Sleep 6.2 The Clinical Importance of Sleep Regularity
Key studies, including UK Biobank and a 2023 consensus review, show irregular sleep has stronger health consequences than sleep duration alone.
Video Breakdown:
00:00 Key Findings from the UK Biobank Study
02:36 Consensus Statement and Broader Implications
- So that's a little bit of the intro to Sleep regularity, and let me talk a little bit about the clinical significance of sleep regularity.
- Now this is a quick summary of that study done by Dan Windred and Andrew Phillips in the UK Biobank in 2024. So the UK Biobank is a large epidemiological study done in the UK. There's about 61,000 participants in this specific study who were asked to wear an actigraphy device for one week at baseline.
- So this was done at the very beginning of this study, and so each individual wore it for about a week. There was an average,follow up about 7.8 years. And again, this study used the SRI or the Sleep Regularity Index developed by Andrew Phillips. And this is the plot showing the effect of sleep duration.
- And you could see the years since the accelerometer recording on the X axis, the proportion of surviving on the Y axis. And what this study group did was to divide the sleep duration into quintiles, so five separate groups, and the one with the lowest amount of sleep is de marketed here in red.
- You could see that the one in red clearly did the worst, but the first four quintiles, it was hard to, see the difference between them. So the demarcation in terms of the dosing was not as clear. Now they did the same thing, but they applied this now to sleep regularity and divided into the five quintiles again, but again categorized according to the SRI score.
- And so the green is the one with the highest regularity. Purple is intermediate and red is very the lowest, and you could see much more of a significant dose response. You could see the demarcations between the highest four quintiles, but even the lowest quintile for the sleep regularity index has the highest mortality.
- This led them to conclude that sleep irregularities was more important than sleep duration. And interestingly, if you incorporate sleep duration into the multivariate model, which included the sleep regularity, the sleep irregularity still maintained its significance and was still much more significant than sleep duration.
- So this was big news. And there was also a consensus statement, which I'd mentioned, put out by the National Sleep Foundation in 2023. This was before the UK Biobank study, but what they did was they poured through the literature to assess the relationship between sleep regularity and a number of poor clinical outcomes.
- And this goes from alertness, autonomic function, health behaviors, which include alcohol consumption, safety behaviors such as drowsy driving, cardiovascular events like hypertension, inflammation, mental health, metabolism, other markers per performance and sleep circadian. So obviously there was a lot of studies.
- If I recall correctly, I think it was 180 that were ultimately screened into their strict criteria and they labeled them according to whether there was an association between sleep irregularity and these poor outcomes. And if there was a relationship it was here on the left. If it was neutral, it was kept in the middle.

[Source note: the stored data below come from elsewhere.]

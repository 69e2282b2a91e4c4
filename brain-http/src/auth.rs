//! Bearer-token authentication middleware (SPEC_FULL.md §4.10).
//!
//! Every route except `GET /ping` requires `Authorization: Bearer <token>`,
//! compared with [`subtle::ConstantTimeEq`] to avoid a timing oracle. No
//! hashing, no rate limiting — the spec asks only for
//! `constant_time_equals`, unlike the richer per-IP lockout scheme this is
//! grounded on.

use axum::{
    extract::{Request, State},
    http::{header::AUTHORIZATION, StatusCode},
    middleware::Next,
    response::{IntoResponse, Response},
};
use subtle::ConstantTimeEq;

use crate::state::AppState;

/// Axum middleware enforcing the bearer token on [`AppState`].
pub async fn require_bearer(
    State(state): State<AppState>,
    req: Request,
    next: Next,
) -> Response {
    match extract_bearer(&req) {
        Some(token) if constant_time_equals(token, state.bearer_token()) => next.run(req).await,
        _ => (StatusCode::UNAUTHORIZED, "unauthorized").into_response(),
    }
}

/// Constant-time string comparison, per §4.10.
pub fn constant_time_equals(a: &str, b: &str) -> bool {
    if a.len() != b.len() {
        return false;
    }
    a.as_bytes().ct_eq(b.as_bytes()).into()
}

fn extract_bearer(req: &Request) -> Option<&str> {
    req.headers()
        .get(AUTHORIZATION)?
        .to_str()
        .ok()?
        .strip_prefix("Bearer ")
}

#[cfg(test)]
mod tests {
    use super::*;

    #[test]
    fn equal_tokens_compare_equal() {
        assert!(constant_time_equals("sekret-token", "sekret-token"));
    }

    #[test]
    fn different_length_tokens_are_unequal() {
        assert!(!constant_time_equals("short", "a-lot-longer-token"));
    }

    #[test]
    fn same_length_different_tokens_are_unequal() {
        assert!(!constant_time_equals("aaaaaaaa", "bbbbbbbb"));
    }
}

- And if there was an inverse relationship, let's just say if there was any evidence of sleep irregularity showing good outcome, they would've listed here, but we see that there were no studies that fit in that category. It was almost overwhelmingly so. You see that a majority of these studies shows a positive correlation between sleep irregularity and poor outcomes and occasional sort of few neutral studies that were shown here. If you look through the literature and,I identified each of the studies that go into these categories, you could see that sleep irregularity has major clinical correlates. This includes metabolic dysfunction, cardiovascular disease, autonomic function, mental health, cognition, health behaviors, immune function and mortality, which includes all cause cancer and cardiometabolic mortality. So, the relationship is quite extensive in terms of sleep irregularity. This consensus statement that was put out by the National Sleep Foundation was really focused on two major questions.
- The first is, is data regularity and sleep timing important for sleep health? Is it important for performance? And the second question was, when sleep is of insufficient duration during this week is catch-up sleep on weekends or non-work days important for health? Now this one's not so much about sleep irregularity, it's much more about sleep indebtedness,
- but in terms of addressing this question, they had a panel of 11 panel members. 11 experts. And it's surprising that in terms of addressing these questions, there was almost a majority agreement that there was enough evidence, from the literature to recommend saying that yes indeed, daily regularity and sleep timing is important for health, is important for performance and in fact, this is the quote that came from the conclusion of the consensus statement itself directly from that paper. And it says, the overwhelming body of evidence led the panel to conclude that sleep regularity is important for health and performance.
- And the other thing that they said is irregular schedules were not associated with improved outcomes in any study. In other words, irregularity is not good in any circumstance, at least any studies that they found, and based on the preponderance of the evidence currently available, the panel therefore concluded that to the extent that it is feasible, individuals should seek to optimize sleep timing regularity.